Tamar disappeared that night after an argument with her mother about phone and laptop use. Hours later, she was found by the roadside. It remains unclear whether she entered the road accidentally or intentionally.
The driver of the vehicle, identified as Jamal T., told investigators he did not realize he had struck a person. The car carried four occupants. T. said he and a passenger were using a phone navigation app at the time. After continuing to a nearby parking area, they noticed only minor damage to the car.
The group, originally from Germany, had applied for asylum in that country. They were in the Netherlands camping but left for Germany the morning after the crash. The vehicle was later washed in Germany and put up for sale two months afterward.
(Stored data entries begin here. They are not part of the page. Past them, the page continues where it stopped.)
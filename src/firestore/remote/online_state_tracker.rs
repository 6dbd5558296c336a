use std::sync::{Arc, Mutex, MutexGuard, PoisonError};
use std::time::Duration;

use crate::firestore::async_queue::{AsyncQueue, DelayedOperation, TimerId};
use crate::firestore::core::types::OnlineState;
use crate::firestore::error::FirestoreError;

pub type OnlineStateHandler = Arc<dyn Fn(OnlineState) + Send + Sync>;

struct TrackerState {
    state: OnlineState,
    /// Consecutive watch stream failures without a message in between.
    watch_stream_failures: usize,
    online_state_timer: Option<DelayedOperation>,
    should_warn_client_is_offline: bool,
}

/// Derives the client's [`OnlineState`] from the health of the watch
/// stream.
///
/// A connection attempt puts the client into `Unknown`. It becomes `Offline`
/// when the attempt fails `max_failures` times in a row, or when no
/// message arrives within the timeout; it becomes `Online` once the remote
/// store reports a healthy stream via [`set`](Self::set).
#[derive(Clone)]
pub struct OnlineStateTracker {
    inner: Arc<Mutex<TrackerState>>,
    queue: AsyncQueue,
    handler: OnlineStateHandler,
    timeout: Duration,
    max_failures: usize,
}

impl OnlineStateTracker {
    pub fn new(
        queue: AsyncQueue,
        handler: OnlineStateHandler,
        timeout: Duration,
        max_failures: usize,
    ) -> Self {
        Self {
            inner: Arc::new(Mutex::new(TrackerState {
                state: OnlineState::Unknown,
                watch_stream_failures: 0,
                online_state_timer: None,
                should_warn_client_is_offline: true,
            })),
            queue,
            handler,
            timeout,
            max_failures,
        }
    }

    fn lock(&self) -> MutexGuard<'_, TrackerState> {
        self.inner.lock().unwrap_or_else(PoisonError::into_inner)
    }

    pub fn state(&self) -> OnlineState {
        self.lock().state
    }

    /// The remote store is trying to connect the watch stream.
    pub fn handle_watch_stream_start(&self) {
        let broadcast = {
            let mut inner = self.lock();
            if inner.watch_stream_failures != 0 {
                return;
            }
            let broadcast = Self::transition(&mut inner, OnlineState::Unknown);

            let tracker = self.clone();
            inner.online_state_timer = Some(self.queue.enqueue_after_delay(
                TimerId::OnlineStateTimeout,
                self.timeout,
                move || async move { tracker.on_timeout() },
            ));
            broadcast
        };
        self.broadcast(broadcast);
    }

    fn on_timeout(&self) {
        let broadcast = {
            let mut inner = self.lock();
            inner.online_state_timer = None;
            if inner.state != OnlineState::Unknown {
                return;
            }
            Self::log_offline_warning(
                &mut inner,
                &format!(
                    "Backend didn't respond within {} seconds.",
                    self.timeout.as_secs()
                ),
            );
            Self::transition(&mut inner, OnlineState::Offline)
        };
        self.broadcast(broadcast);
    }

    /// The watch stream failed. Once online, a failure only means the state
    /// is unknown again; before that, repeated failures mean offline.
    pub fn handle_watch_stream_failure(&self, error: Option<&FirestoreError>) {
        let broadcast = {
            let mut inner = self.lock();
            if inner.state == OnlineState::Online {
                Self::transition(&mut inner, OnlineState::Unknown)
            } else {
                inner.watch_stream_failures += 1;
                if inner.watch_stream_failures < self.max_failures {
                    return;
                }
                if let Some(timer) = inner.online_state_timer.take() {
                    timer.cancel();
                }
                let reason = match error {
                    Some(err) => format!(
                        "Connection failed {} times. Most recent error: {err}",
                        self.max_failures
                    ),
                    None => format!("Connection failed {} times.", self.max_failures),
                };
                Self::log_offline_warning(&mut inner, &reason);
                Self::transition(&mut inner, OnlineState::Offline)
            }
        };
        self.broadcast(broadcast);
    }

    /// Explicitly sets the state, e.g. `Online` after the first watch
    /// message or `Offline` when the network is disabled.
    pub fn set(&self, new_state: OnlineState) {
        let broadcast = {
            let mut inner = self.lock();
            if let Some(timer) = inner.online_state_timer.take() {
                timer.cancel();
            }
            inner.watch_stream_failures = 0;
            if new_state == OnlineState::Online {
                inner.should_warn_client_is_offline = false;
            }
            Self::transition(&mut inner, new_state)
        };
        self.broadcast(broadcast);
    }

    pub fn shutdown(&self) {
        if let Some(timer) = self.lock().online_state_timer.take() {
            timer.cancel();
        }
    }

    fn transition(inner: &mut TrackerState, new_state: OnlineState) -> Option<OnlineState> {
        if inner.state == new_state {
            return None;
        }
        inner.state = new_state;
        Some(new_state)
    }

    fn broadcast(&self, state: Option<OnlineState>) {
        if let Some(state) = state {
            (self.handler)(state);
        }
    }

    fn log_offline_warning(inner: &mut TrackerState, details: &str) {
        let message = format!(
            "Could not reach the Firestore backend. {details}\nThis typically indicates that your device does not have a healthy Internet connection at the moment. The client will operate in offline mode until it is able to successfully connect to the backend."
        );
        if inner.should_warn_client_is_offline {
            log::warn!("{message}");
            inner.should_warn_client_is_offline = false;
        } else {
            log::debug!("{message}");
        }
    }
}

#[cfg(test)]
mod tests {
    use super::*;
    use crate::firestore::error::unavailable;

    fn tracker(max_failures: usize) -> (OnlineStateTracker, Arc<Mutex<Vec<OnlineState>>>, AsyncQueue) {
        let seen = Arc::new(Mutex::new(Vec::new()));
        let sink = Arc::clone(&seen);
        let queue = AsyncQueue::new();
        let tracker = OnlineStateTracker::new(
            queue.clone(),
            Arc::new(move |state| sink.lock().unwrap().push(state)),
            Duration::from_secs(10),
            max_failures,
        );
        (tracker, seen, queue)
    }

    #[tokio::test]
    async fn first_failure_goes_offline() {
        let (tracker, seen, _queue) = tracker(1);
        tracker.handle_watch_stream_start();
        assert_eq!(tracker.state(), OnlineState::Unknown);
        tracker.handle_watch_stream_failure(Some(&unavailable("down")));
        assert_eq!(tracker.state(), OnlineState::Offline);
        assert_eq!(*seen.lock().unwrap(), vec![OnlineState::Offline]);
    }

    #[tokio::test]
    async fn timeout_goes_offline() {
        let (tracker, seen, queue) = tracker(3);
        tracker.handle_watch_stream_start();
        assert!(queue.contains_delayed_operation(TimerId::OnlineStateTimeout));
        queue
            .run_delayed_operations_until(TimerId::OnlineStateTimeout)
            .await
            .unwrap();
        assert_eq!(tracker.state(), OnlineState::Offline);
        assert_eq!(*seen.lock().unwrap(), vec![OnlineState::Offline]);
    }

    #[tokio::test]
    async fn online_failure_only_resets_to_unknown() {
        let (tracker, seen, queue) = tracker(1);
        tracker.handle_watch_stream_start();
        tracker.set(OnlineState::Online);
        assert!(!queue.contains_delayed_operation(TimerId::OnlineStateTimeout));

        tracker.handle_watch_stream_failure(None);
        assert_eq!(tracker.state(), OnlineState::Unknown);
        assert_eq!(
            *seen.lock().unwrap(),
            vec![OnlineState::Online, OnlineState::Unknown]
        );
    }
}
The Public Prosecution Service initially concluded there were no indications of a more serious criminal offense. T. was issued a 1,500-euro fine for careless driving, and the case was considered closed at that stage.
That changed after a traffic accident expert, commissioned by Diekstra, concluded the body had been moved. The expert’s findings were used in an Article 12 procedure initiated by the family’s lawyer, which successfully forced renewed prosecution.
This year, after four years of investigation, prosecutors confirmed T. will be prosecuted for involvement in a fatal traffic accident and leaving the scene. However, the case remains unresolved in key respects.
Police reconstruction indicates that occupants of the Mazda had at least a brief opportunity to move the body, though the timeframe was described as “very tight.” Investigators also found that an unidentified car passed the scene in the opposite direction minutes after the crash, followed shortly after by Tamar’s father, who was searching for his daughter.
If the body was moved, police consider it most plausible that it was done by one or more occupants of the Mazda. However, no definitive forensic proof has been found. No DNA from the suspects was detected on Tamar’s body, though traces from unknown third parties were present in too small a quantity to indicate handling. T. maintains that none of the occupants exited the vehicle.
For Diekstra, the overall findings point in one direction. “The traces found and expert findings show that the final position in which Tamar was found cannot be explained by the collision itself. Concrete indications for an alternative scenario are lacking. One must assume that her body was dragged or moved after the collision.”